**WHAT IS REQUIRED:**
The answer must be a single number, namely how many lines in the entries below contain the string "Some".

**INPUT MATERIAL:**
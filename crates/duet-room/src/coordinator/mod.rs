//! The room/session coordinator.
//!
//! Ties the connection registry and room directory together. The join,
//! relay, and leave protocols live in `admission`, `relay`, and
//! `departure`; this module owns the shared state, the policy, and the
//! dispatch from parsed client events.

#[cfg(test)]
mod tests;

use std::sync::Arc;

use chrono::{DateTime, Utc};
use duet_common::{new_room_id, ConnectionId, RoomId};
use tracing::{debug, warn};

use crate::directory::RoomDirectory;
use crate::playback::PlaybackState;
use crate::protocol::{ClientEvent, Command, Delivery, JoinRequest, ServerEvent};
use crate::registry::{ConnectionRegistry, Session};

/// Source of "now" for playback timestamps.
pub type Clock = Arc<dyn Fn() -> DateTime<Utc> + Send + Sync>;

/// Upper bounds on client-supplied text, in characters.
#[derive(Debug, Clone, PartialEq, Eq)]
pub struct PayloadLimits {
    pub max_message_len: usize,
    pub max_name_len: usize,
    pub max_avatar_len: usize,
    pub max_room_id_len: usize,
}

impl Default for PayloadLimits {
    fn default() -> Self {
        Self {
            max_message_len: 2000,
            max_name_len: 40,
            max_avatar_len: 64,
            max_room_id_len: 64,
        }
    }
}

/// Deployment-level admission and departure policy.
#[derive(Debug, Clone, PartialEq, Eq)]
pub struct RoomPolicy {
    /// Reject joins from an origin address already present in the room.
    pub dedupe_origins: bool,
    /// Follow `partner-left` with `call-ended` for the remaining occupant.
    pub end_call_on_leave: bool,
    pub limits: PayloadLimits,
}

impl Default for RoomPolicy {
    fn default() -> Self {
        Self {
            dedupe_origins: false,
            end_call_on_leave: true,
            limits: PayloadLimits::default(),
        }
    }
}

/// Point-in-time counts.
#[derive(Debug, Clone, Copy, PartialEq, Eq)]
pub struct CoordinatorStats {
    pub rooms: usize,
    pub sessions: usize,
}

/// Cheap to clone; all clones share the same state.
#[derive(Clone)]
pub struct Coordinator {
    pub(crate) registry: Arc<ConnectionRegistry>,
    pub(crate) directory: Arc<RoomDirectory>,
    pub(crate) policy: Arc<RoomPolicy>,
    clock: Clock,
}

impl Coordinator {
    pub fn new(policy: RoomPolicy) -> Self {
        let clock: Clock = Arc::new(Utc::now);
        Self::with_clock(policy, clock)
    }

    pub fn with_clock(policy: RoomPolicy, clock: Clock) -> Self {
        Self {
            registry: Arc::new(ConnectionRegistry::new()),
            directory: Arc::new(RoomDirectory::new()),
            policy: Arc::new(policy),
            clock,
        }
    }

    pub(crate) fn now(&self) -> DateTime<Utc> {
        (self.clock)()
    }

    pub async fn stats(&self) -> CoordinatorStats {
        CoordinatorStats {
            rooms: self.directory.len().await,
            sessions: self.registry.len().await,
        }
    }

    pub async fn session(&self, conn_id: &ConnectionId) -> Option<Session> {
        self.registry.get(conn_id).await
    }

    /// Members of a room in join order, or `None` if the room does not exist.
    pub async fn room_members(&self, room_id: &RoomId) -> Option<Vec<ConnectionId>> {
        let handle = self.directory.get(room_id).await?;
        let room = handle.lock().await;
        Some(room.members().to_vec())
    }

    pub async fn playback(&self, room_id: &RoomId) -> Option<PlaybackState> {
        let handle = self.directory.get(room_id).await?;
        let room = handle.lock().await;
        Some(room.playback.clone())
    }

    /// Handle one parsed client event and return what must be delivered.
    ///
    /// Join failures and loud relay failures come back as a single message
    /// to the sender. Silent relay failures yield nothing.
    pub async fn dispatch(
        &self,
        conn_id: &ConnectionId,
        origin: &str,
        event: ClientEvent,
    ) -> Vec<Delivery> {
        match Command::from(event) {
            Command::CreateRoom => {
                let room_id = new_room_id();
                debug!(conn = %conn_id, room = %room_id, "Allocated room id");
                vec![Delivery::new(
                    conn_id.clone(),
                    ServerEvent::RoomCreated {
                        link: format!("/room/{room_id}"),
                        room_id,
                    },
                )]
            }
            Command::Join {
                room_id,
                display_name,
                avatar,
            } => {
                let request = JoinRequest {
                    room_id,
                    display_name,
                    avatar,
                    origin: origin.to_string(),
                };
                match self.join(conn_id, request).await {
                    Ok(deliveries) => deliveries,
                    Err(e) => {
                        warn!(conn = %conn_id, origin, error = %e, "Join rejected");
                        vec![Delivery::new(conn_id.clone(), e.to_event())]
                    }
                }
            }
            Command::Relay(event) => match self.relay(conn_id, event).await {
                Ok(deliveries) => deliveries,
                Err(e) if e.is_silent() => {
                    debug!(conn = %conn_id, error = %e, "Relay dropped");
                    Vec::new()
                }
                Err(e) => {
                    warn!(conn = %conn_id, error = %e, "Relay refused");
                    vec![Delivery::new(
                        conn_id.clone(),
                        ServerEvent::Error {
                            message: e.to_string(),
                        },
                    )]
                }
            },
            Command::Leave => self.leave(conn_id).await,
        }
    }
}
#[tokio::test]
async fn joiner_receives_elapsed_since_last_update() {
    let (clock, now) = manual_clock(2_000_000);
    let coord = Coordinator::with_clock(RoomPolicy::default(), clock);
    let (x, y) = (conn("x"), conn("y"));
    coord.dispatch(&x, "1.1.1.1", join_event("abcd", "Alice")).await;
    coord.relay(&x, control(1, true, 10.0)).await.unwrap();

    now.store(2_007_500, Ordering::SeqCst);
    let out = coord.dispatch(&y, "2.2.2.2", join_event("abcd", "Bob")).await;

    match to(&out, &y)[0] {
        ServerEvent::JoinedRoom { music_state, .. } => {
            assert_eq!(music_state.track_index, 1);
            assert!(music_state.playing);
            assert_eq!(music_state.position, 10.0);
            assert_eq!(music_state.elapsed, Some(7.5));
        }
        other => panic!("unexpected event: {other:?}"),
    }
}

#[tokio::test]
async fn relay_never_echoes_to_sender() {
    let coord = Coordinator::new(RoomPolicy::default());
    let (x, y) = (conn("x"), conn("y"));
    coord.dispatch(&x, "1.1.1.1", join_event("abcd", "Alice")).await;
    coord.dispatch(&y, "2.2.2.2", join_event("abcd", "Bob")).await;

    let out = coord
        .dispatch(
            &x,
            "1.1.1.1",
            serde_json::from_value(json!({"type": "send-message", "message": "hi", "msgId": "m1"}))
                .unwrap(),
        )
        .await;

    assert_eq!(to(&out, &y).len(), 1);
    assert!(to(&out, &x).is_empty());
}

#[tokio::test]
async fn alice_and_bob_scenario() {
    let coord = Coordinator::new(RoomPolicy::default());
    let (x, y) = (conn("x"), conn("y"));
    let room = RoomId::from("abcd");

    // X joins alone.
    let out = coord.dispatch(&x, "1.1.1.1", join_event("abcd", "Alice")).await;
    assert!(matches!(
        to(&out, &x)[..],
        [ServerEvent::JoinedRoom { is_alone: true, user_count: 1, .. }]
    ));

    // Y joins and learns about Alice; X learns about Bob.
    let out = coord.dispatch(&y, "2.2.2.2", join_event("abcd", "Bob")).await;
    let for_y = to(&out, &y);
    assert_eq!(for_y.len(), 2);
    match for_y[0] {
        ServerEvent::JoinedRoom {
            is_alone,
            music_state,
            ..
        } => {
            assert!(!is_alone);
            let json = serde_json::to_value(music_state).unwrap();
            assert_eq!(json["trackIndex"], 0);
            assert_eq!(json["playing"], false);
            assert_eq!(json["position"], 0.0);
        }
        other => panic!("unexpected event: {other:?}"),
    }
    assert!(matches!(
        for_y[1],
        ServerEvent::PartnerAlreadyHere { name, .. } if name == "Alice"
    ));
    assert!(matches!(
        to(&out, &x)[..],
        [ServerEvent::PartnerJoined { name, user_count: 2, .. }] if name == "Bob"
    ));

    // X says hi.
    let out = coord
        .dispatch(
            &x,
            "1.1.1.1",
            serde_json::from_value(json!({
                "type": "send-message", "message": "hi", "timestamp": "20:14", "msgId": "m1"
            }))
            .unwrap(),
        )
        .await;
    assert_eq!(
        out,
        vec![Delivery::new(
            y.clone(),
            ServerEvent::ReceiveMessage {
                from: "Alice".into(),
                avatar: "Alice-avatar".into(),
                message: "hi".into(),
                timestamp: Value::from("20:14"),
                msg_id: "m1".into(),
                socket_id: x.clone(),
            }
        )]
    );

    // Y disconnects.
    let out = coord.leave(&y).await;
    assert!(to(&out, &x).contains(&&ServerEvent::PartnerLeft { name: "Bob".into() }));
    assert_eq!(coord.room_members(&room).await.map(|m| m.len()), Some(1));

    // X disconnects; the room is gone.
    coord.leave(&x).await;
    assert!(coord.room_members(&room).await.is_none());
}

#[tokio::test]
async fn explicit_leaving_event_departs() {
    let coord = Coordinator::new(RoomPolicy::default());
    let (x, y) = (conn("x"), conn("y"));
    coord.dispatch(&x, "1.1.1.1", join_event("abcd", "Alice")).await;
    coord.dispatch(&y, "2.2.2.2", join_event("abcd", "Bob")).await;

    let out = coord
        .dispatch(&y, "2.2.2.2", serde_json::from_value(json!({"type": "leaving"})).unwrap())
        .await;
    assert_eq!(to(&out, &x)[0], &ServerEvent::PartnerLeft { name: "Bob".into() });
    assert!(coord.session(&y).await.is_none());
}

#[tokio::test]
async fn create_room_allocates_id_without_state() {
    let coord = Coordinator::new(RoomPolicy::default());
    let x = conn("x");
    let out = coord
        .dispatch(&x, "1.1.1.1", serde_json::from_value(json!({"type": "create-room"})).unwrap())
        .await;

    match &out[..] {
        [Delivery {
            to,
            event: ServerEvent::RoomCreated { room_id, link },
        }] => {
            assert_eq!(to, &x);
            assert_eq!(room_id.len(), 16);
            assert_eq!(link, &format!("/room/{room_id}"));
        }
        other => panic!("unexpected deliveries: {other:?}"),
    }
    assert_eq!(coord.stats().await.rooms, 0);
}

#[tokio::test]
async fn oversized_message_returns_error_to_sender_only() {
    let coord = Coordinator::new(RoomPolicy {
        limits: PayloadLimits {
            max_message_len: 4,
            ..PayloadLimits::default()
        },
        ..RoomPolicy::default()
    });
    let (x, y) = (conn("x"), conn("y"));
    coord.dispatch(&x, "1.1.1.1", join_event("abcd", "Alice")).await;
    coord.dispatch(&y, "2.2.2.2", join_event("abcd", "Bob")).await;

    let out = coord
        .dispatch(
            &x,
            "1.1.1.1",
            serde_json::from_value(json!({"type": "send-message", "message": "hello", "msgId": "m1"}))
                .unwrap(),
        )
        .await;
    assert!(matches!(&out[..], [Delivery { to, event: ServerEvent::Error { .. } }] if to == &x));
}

**TASK ANSWER:**
4